La mairie peut détacher deux personnes compétentes pour activer et animer un réseau des intervenants du logement (partenariats), de faire une prospection auprès de propriétaires bailleurs dans le privé et dans le social en vue de l’achat d’appartements ou d’immeubles. Cette équipe doit connaître les systèmes de financement et doit pouvoir réagir vite pour bloquer une vente. Une prospection peut également se faire en matière d’échanges d’appartements ce qui nécessite un accès direct aux organismes HLM.
Une association agrée par la Préfecture peut ensuite avoir un mandat de gestion des appartements ainsi trouvés et assurer l’accompagnement social des familles bénéficiaires des mesures.
Ces appartements peuvent être loués en tant que “logement temporaire” ou sous forme de “bail glissant”. Le “logement temporaire” permet d’offrir un logement provisoire à une personne en difficulté tout en accompagnant la recherche d’un autre logement définitif. Le “bail glissant” permet à des personnes en difficulté d’accéder à un logement tout en étant, dans un premier temps, soutenues par une association qui prend le bail a son nom. Après un délai, ces personnes prennent le bail à leur nom.
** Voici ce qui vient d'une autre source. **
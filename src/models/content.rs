//! Content model matching the frontend Content interface.

use serde::{Deserialize, Serialize};

use super::Identified;

/// Kind of published content.
#[derive(Debug, Clone, Copy, Serialize, Deserialize, PartialEq, Eq)]
pub enum ContentType {
    #[serde(rename = "event")]
    Event,
    #[serde(rename = "notice")]
    Notice,
    #[serde(rename = "information")]
    Information,
    #[serde(rename = "ritual-guide")]
    RitualGuide,
    #[serde(rename = "temple-information")]
    TempleInformation,
}

impl ContentType {
    pub fn as_str(&self) -> &'static str {
        match self {
            ContentType::Event => "event",
            ContentType::Notice => "notice",
            ContentType::Information => "information",
            ContentType::RitualGuide => "ritual-guide",
            ContentType::TempleInformation => "temple-information",
        }
    }
}

/// Editorial status of a content item.
#[derive(Debug, Clone, Copy, Serialize, Deserialize, PartialEq, Eq)]
pub enum ContentStatus {
    #[serde(rename = "draft")]
    Draft,
    #[serde(rename = "under-review")]
    UnderReview,
    #[serde(rename = "published")]
    Published,
    #[serde(rename = "archived")]
    Archived,
}

impl ContentStatus {
    pub fn as_str(&self) -> &'static str {
        match self {
            ContentStatus::Draft => "draft",
            ContentStatus::UnderReview => "under-review",
            ContentStatus::Published => "published",
            ContentStatus::Archived => "archived",
        }
    }
}

/// An article, notice, or guide managed through the console.
#[derive(Debug, Clone, Serialize, Deserialize)]
#[serde(rename_all = "camelCase")]
pub struct Content {
    pub id: String,
    pub title: String,
    /// Rich text / HTML body.
    pub content: String,
    #[serde(rename = "type")]
    pub content_type: ContentType,
    pub status: ContentStatus,
    pub language: String,
    pub author_id: String,
    pub author_name: String,
    /// Monotonically incrementing revision counter.
    #[serde(default)]
    pub version: i64,
    pub created_at: String,
    pub updated_at: String,
    #[serde(default, skip_serializing_if = "Option::is_none")]
    pub published_at: Option<String>,
    #[serde(default, skip_serializing_if = "Option::is_none")]
    pub approved_by: Option<String>,
    #[serde(default, skip_serializing_if = "Option::is_none")]
    pub approved_at: Option<String>,
}

impl Content {
    /// Mark an edit: bumps `version` by exactly 1 and stamps `updated_at`.
    ///
    /// The version never decreases and never skips on a single update;
    /// callers record every edit through this method.
    pub fn record_update(&mut self, now: String) {
        self.version += 1;
        self.updated_at = now;
    }
}

impl Identified for Content {
    fn entity_id(&self) -> &str {
        &self.id
    }
}

#[cfg(test)]
mod tests {
    use super::*;

    fn sample() -> Content {
        Content {
            id: "c-1".to_string(),
            title: "Kartik Purnima Schedule".to_string(),
            content: "<p>Evening aarti at 7pm.</p>".to_string(),
            content_type: ContentType::Event,
            status: ContentStatus::Draft,
            language: "en".to_string(),
            author_id: "u-1".to_string(),
            author_name: "Priya Sharma".to_string(),
            version: 1,
            created_at: "2024-11-01T10:00:00+00:00".to_string(),
            updated_at: "2024-11-01T10:00:00+00:00".to_string(),
            published_at: None,
            approved_by: None,
            approved_at: None,
        }
    }

    #[test]
    fn test_record_update_bumps_version_by_one() {
        let mut content = sample();
        content.record_update("2024-11-02T09:00:00+00:00".to_string());
        assert_eq!(content.version, 2);
        assert_eq!(content.updated_at, "2024-11-02T09:00:00+00:00");
        content.record_update("2024-11-03T09:00:00+00:00".to_string());
        assert_eq!(content.version, 3);
    }

    #[test]
    fn test_type_field_wire_name() {
        let value = serde_json::to_value(sample()).unwrap();
        assert_eq!(value["type"], "event");
        assert_eq!(value["status"], "draft");
    }
}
Leur situation s’étant stabilisée, elles “glissent” du statut de sous-locataire vers le statut de locataire en restant dans le même appartement.
Cette contribution a été élaboré par le groupe logement d’Urbanisme et démocratie en lien avec des habitants et remise au maire adjoint du logement, Jean-Paul Millet, lors de la réunion du 10 septembre 2002 (rédaction : Sabine Bröhl).